*** Materials provided ***

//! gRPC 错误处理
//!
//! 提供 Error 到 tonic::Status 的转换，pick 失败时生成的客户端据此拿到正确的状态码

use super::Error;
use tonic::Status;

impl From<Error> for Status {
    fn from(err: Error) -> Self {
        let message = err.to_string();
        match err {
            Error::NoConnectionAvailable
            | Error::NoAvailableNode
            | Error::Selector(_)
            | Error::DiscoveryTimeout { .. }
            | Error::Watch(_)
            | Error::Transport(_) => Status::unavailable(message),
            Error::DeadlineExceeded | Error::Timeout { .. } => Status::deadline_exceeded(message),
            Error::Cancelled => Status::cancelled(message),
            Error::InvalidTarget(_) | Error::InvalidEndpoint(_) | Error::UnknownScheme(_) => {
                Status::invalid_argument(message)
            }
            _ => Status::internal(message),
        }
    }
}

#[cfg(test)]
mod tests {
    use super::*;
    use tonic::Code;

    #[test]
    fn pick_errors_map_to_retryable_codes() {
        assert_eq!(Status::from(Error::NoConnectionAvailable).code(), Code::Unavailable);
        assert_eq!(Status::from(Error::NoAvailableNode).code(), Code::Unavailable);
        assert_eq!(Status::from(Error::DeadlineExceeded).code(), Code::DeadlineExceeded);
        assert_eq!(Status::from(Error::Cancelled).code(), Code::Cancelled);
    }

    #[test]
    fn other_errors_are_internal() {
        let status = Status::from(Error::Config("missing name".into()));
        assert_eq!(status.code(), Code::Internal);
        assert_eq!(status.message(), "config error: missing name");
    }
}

*** End of Materials provided ***
*** Materials provided ***

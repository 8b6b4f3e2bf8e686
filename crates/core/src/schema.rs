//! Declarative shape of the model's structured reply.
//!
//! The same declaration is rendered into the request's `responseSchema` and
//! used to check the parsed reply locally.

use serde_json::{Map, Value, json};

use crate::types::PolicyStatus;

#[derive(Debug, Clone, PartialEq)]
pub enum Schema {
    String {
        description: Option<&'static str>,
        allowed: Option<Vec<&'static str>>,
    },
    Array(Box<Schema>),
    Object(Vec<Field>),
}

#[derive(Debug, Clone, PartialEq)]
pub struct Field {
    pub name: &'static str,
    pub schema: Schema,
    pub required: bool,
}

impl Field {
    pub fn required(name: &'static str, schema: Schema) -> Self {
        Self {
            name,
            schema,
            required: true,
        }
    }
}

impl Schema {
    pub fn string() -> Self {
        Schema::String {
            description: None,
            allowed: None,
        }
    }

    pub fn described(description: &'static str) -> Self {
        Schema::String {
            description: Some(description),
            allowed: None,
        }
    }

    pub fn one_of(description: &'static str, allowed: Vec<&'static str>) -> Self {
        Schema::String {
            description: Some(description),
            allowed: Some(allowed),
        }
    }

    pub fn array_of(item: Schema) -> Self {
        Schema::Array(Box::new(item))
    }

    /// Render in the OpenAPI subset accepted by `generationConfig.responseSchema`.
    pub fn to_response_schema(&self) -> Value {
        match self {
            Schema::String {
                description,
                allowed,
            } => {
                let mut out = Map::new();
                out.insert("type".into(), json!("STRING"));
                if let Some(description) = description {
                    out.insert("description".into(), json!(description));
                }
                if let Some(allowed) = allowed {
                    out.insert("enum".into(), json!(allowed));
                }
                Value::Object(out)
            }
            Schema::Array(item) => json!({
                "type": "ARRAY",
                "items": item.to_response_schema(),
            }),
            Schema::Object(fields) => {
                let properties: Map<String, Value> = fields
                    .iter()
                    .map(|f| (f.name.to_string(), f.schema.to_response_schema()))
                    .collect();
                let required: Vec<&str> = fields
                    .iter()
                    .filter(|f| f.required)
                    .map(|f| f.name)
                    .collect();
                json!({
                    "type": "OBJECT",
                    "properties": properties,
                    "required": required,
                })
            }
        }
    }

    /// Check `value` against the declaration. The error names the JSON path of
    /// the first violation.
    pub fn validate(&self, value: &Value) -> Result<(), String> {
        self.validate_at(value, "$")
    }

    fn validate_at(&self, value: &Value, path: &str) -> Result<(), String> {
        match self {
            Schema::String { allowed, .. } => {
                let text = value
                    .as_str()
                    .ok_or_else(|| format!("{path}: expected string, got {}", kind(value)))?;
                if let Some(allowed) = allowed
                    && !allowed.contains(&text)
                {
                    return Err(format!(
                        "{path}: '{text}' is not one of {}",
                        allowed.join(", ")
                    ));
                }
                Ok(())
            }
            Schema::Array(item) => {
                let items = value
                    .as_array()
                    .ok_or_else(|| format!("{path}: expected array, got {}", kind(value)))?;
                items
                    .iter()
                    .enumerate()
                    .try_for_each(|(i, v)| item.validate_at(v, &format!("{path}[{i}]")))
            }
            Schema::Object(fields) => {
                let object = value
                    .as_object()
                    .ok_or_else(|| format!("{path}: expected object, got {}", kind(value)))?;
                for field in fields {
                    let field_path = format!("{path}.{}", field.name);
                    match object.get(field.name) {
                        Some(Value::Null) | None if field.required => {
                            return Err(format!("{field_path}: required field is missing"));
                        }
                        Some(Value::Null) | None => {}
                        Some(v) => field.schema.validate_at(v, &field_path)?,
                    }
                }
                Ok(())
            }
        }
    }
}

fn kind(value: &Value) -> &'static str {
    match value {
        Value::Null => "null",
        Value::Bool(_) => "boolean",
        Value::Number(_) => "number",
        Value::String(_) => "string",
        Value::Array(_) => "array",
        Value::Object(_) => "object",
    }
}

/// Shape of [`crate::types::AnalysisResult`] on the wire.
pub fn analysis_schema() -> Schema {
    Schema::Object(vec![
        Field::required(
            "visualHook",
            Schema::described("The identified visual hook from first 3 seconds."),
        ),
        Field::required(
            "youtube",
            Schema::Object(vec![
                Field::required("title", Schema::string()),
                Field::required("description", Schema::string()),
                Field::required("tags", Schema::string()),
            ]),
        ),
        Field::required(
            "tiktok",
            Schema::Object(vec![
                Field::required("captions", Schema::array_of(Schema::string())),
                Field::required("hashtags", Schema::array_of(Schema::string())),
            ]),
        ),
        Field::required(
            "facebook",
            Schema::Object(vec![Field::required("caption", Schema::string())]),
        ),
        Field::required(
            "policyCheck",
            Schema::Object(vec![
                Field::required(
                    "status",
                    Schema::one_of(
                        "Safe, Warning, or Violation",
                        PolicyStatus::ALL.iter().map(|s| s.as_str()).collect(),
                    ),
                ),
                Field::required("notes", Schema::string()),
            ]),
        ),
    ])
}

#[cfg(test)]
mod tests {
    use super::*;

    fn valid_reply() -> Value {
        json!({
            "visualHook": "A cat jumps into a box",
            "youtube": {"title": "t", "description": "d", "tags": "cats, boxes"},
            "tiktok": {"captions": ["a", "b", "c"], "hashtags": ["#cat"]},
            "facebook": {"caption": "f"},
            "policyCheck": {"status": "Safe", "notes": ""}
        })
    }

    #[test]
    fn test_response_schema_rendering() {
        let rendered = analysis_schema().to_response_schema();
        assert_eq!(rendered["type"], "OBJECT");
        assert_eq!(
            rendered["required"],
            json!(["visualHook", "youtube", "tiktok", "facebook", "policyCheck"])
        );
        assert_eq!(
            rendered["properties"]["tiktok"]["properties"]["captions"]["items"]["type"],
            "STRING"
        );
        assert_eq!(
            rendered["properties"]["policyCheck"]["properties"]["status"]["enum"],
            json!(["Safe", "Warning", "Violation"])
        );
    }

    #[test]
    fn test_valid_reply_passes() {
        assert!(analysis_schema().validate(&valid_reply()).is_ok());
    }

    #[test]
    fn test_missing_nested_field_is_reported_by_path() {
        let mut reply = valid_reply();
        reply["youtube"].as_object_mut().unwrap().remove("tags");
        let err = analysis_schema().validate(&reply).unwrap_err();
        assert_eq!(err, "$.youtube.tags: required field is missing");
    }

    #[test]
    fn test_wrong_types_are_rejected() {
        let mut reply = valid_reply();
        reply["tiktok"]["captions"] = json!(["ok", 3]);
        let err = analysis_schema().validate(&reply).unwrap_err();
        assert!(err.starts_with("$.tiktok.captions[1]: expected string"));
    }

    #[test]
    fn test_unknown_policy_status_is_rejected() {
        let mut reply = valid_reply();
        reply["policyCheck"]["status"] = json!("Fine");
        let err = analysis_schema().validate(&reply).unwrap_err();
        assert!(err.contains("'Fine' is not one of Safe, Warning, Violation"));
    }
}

*** End of Materials provided ***
*** Materials provided ***

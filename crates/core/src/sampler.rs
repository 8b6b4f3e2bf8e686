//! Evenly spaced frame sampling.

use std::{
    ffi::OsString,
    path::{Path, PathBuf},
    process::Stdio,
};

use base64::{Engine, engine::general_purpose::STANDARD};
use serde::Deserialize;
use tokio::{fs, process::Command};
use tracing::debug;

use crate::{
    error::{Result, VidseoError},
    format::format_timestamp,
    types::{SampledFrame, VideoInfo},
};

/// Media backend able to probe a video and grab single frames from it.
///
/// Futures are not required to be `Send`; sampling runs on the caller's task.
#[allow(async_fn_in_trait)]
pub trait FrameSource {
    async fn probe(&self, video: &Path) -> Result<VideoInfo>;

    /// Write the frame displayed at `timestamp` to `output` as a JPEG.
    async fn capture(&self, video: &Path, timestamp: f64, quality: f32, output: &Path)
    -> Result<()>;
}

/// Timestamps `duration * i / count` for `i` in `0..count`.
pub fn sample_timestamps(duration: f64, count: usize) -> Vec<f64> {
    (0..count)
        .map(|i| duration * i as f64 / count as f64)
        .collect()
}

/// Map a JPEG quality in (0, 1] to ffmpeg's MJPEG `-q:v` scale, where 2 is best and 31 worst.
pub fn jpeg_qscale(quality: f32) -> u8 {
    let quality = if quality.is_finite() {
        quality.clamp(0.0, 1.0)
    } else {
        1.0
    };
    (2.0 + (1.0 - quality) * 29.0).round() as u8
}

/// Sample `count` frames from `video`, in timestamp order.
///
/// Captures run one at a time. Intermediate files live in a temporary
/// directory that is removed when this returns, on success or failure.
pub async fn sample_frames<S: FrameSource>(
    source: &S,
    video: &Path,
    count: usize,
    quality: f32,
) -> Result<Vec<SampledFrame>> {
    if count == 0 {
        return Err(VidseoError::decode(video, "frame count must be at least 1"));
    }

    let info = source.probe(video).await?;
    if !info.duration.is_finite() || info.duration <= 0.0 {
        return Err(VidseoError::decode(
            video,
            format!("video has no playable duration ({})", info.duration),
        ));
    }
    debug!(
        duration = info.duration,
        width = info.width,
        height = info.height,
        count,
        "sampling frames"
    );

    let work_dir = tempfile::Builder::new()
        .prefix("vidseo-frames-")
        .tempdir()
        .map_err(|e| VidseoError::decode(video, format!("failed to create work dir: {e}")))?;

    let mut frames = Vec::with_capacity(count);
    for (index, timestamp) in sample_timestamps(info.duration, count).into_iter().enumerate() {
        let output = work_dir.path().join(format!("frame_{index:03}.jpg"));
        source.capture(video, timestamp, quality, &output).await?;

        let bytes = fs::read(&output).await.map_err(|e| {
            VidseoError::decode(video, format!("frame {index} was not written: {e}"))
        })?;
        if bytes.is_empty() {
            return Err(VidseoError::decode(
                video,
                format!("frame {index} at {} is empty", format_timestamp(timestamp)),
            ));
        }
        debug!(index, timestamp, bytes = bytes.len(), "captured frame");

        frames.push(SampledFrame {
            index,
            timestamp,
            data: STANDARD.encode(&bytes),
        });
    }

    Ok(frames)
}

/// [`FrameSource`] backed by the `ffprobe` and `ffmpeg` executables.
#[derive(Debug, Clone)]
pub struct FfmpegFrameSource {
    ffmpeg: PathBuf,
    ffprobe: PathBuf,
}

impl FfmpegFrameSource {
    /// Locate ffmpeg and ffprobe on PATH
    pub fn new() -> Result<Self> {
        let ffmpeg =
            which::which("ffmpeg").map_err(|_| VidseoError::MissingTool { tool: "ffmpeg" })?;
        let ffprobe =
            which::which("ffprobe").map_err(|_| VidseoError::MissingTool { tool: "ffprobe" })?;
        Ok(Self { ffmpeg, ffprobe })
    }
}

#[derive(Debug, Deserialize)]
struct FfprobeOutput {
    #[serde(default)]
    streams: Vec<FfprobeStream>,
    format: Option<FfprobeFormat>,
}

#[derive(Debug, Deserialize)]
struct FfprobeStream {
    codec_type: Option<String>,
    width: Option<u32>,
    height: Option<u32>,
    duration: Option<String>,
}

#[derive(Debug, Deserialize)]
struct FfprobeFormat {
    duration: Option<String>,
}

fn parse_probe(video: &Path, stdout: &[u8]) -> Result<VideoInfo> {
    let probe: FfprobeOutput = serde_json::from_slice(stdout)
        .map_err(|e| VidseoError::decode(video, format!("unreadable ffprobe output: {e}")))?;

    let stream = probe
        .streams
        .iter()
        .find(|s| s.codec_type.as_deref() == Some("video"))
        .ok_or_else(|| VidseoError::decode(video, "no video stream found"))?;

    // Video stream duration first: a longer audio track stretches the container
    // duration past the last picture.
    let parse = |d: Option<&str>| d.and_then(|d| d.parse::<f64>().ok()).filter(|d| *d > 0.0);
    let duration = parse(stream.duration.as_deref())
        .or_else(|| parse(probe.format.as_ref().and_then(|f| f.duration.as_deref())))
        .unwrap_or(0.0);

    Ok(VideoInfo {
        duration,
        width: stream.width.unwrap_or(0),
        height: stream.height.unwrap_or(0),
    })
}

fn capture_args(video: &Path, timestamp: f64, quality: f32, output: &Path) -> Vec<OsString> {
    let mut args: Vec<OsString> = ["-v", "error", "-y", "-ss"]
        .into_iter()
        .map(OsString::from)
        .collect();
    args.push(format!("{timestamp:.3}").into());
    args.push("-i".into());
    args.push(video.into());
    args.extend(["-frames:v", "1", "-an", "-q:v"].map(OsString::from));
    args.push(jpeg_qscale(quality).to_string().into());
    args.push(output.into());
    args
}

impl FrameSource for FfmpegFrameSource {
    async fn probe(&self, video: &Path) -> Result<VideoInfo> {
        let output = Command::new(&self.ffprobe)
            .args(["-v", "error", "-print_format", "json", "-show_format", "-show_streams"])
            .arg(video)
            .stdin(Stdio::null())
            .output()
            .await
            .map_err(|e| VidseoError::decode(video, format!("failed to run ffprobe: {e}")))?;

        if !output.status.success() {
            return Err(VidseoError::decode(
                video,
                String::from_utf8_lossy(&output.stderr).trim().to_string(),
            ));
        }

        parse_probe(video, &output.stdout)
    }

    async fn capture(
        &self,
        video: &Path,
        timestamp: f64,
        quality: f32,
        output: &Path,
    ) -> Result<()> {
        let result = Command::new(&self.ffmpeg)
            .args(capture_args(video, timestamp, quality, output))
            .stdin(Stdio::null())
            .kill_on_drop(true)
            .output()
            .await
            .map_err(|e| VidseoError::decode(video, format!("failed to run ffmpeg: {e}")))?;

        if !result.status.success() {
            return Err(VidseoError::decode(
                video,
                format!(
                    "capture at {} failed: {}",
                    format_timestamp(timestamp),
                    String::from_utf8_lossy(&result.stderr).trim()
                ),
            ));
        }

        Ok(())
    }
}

*** End of Materials provided ***

### Task prompt
Among the records above, find the lines that contain "description" and copy every one.

### Your response
        description: Option<&'static str>,
            description: None,
    pub fn described(description: &'static str) -> Self {
            description: Some(description),
    pub fn one_of(description: &'static str, allowed: Vec<&'static str>) -> Self {
            description: Some(description),
                description,
                if let Some(description) = description {
                    out.insert("description".into(), json!(description));
                Field::required("description", Schema::string()),
            "youtube": {"title": "t", "description": "d", "tags": "cats, boxes"},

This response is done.